WHAT YOU NEED TO DO
Look for the word "prepared" in the material below, then report each line where it occurs.

DATASET
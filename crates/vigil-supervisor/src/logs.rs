//! Per-module log file layout.
//!
//! Every `(module name, testing-mode)` pair owns one stdout/stderr log file
//! pair under the supervisor's log root. Files are opened in append mode and
//! their paths never change across supervisor restarts, so testing and
//! production runs of the same module never interleave in one log and
//! history is never auto-truncated.

use std::fs::{self, File, OpenOptions};
use std::io::ErrorKind;
use std::path::{Path, PathBuf};

use crate::error::SupervisorError;

/// File name suffix separating testing logs from production logs.
const TESTING_SUFFIX: &str = "-testing";

/// Layout of module log files under a fixed root directory.
#[derive(Debug, Clone)]
pub struct LogLayout {
    root: PathBuf,
}

impl LogLayout {
    /// Builds a layout rooted at the given directory.
    #[must_use]
    pub fn new(root: impl Into<PathBuf>) -> Self {
        Self { root: root.into() }
    }

    /// Directory all module logs live under.
    #[must_use]
    pub fn root(&self) -> &Path {
        &self.root
    }

    /// Path of the module's stdout log.
    #[must_use]
    pub fn stdout_path(&self, name: &str, testing: bool) -> PathBuf {
        self.root.join(format!("{}{}.out.log", name, suffix(testing)))
    }

    /// Path of the module's stderr log.
    #[must_use]
    pub fn stderr_path(&self, name: &str, testing: bool) -> PathBuf {
        self.root.join(format!("{}{}.err.log", name, suffix(testing)))
    }

    /// Opens the module's log pair for appending, creating the root directory
    /// and the files as needed.
    ///
    /// # Errors
    ///
    /// Returns [`SupervisorError::LogSetup`] when the directory or either
    /// file could not be prepared.
    pub fn open_pair(&self, name: &str, testing: bool) -> Result<(File, File), SupervisorError> {
        fs::create_dir_all(&self.root).map_err(|source| SupervisorError::LogSetup {
            name: name.to_owned(),
            path: self.root.clone(),
            source,
        })?;
        let stdout = open_append(&self.stdout_path(name, testing), name)?;
        let stderr = open_append(&self.stderr_path(name, testing), name)?;
        Ok((stdout, stderr))
    }

    /// Reads back the module's log pair for diagnostic display.
    ///
    /// Missing files read as empty: a module that never started simply has
    /// no log yet.
    ///
    /// # Errors
    ///
    /// Returns [`SupervisorError::ReadLog`] when an existing file could not
    /// be read.
    pub fn read(&self, name: &str, testing: bool) -> Result<String, SupervisorError> {
        let stdout = read_optional(&self.stdout_path(name, testing), name)?;
        let stderr = read_optional(&self.stderr_path(name, testing), name)?;
        Ok(format!("--- stdout ---\n{stdout}--- stderr ---\n{stderr}"))
    }
}

fn suffix(testing: bool) -> &'static str {
    if testing { TESTING_SUFFIX } else { "" }
}

fn open_append(path: &Path, name: &str) -> Result<File, SupervisorError> {
    OpenOptions::new()
        .create(true)
        .append(true)
        .open(path)
        .map_err(|source| SupervisorError::LogSetup {
            name: name.to_owned(),
            path: path.to_path_buf(),
            source,
        })
}

fn read_optional(path: &Path, name: &str) -> Result<String, SupervisorError> {
    match fs::read_to_string(path) {
        Ok(content) => Ok(content),
        Err(error) if error.kind() == ErrorKind::NotFound => Ok(String::new()),
        Err(source) => Err(SupervisorError::ReadLog {
            name: name.to_owned(),
            path: path.to_path_buf(),
            source,
        }),
    }
}
//! Error taxonomy for supervisor operations.
//!
//! Only genuinely actionable failures are surfaced as errors. A start issued
//! against a live module is a logged no-op, a grace-period escalation to a
//! forced kill is logged but never raised, and an unexpected module exit is
//! not an error at all: it is a polled condition delivered through
//! [`crate::Supervisor::unexpected_stops`].

use std::io;
use std::path::PathBuf;

use thiserror::Error;

/// Errors surfaced by supervisor operations.
#[derive(Debug, Error)]
pub enum SupervisorError {
    /// The requested name is absent from the module catalog.
    #[error("no module named '{name}' in the catalog")]
    UnknownModule {
        /// Name that failed to resolve.
        name: String,
    },
    /// Spawning the module executable failed.
    #[error("failed to spawn module '{name}' from '{program}': {source}")]
    Spawn {
        /// Module that failed to start.
        name: String,
        /// Executable the spawn was attempted with.
        program: PathBuf,
        /// Underlying OS error.
        #[source]
        source: io::Error,
    },
    /// Preparing the module's log file pair failed.
    #[error("failed to open log file '{path}' for module '{name}': {source}")]
    LogSetup {
        /// Module whose logs could not be prepared.
        name: String,
        /// Log file that could not be opened.
        path: PathBuf,
        /// Underlying IO error.
        #[source]
        source: io::Error,
    },
    /// Reading a module's log pair back failed.
    #[error("failed to read log file '{path}' for module '{name}': {source}")]
    ReadLog {
        /// Module whose logs could not be read.
        name: String,
        /// Log file that could not be read.
        path: PathBuf,
        /// Underlying IO error.
        #[source]
        source: io::Error,
    },
    /// Writing a status rendering to the caller's output failed.
    #[error("failed to write status output: {source}")]
    StatusWrite {
        /// Underlying IO error.
        #[source]
        source: io::Error,
    },
}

WRITTEN SOLUTION
    /// file could not be prepared.
        /// Module whose logs could not be prepared.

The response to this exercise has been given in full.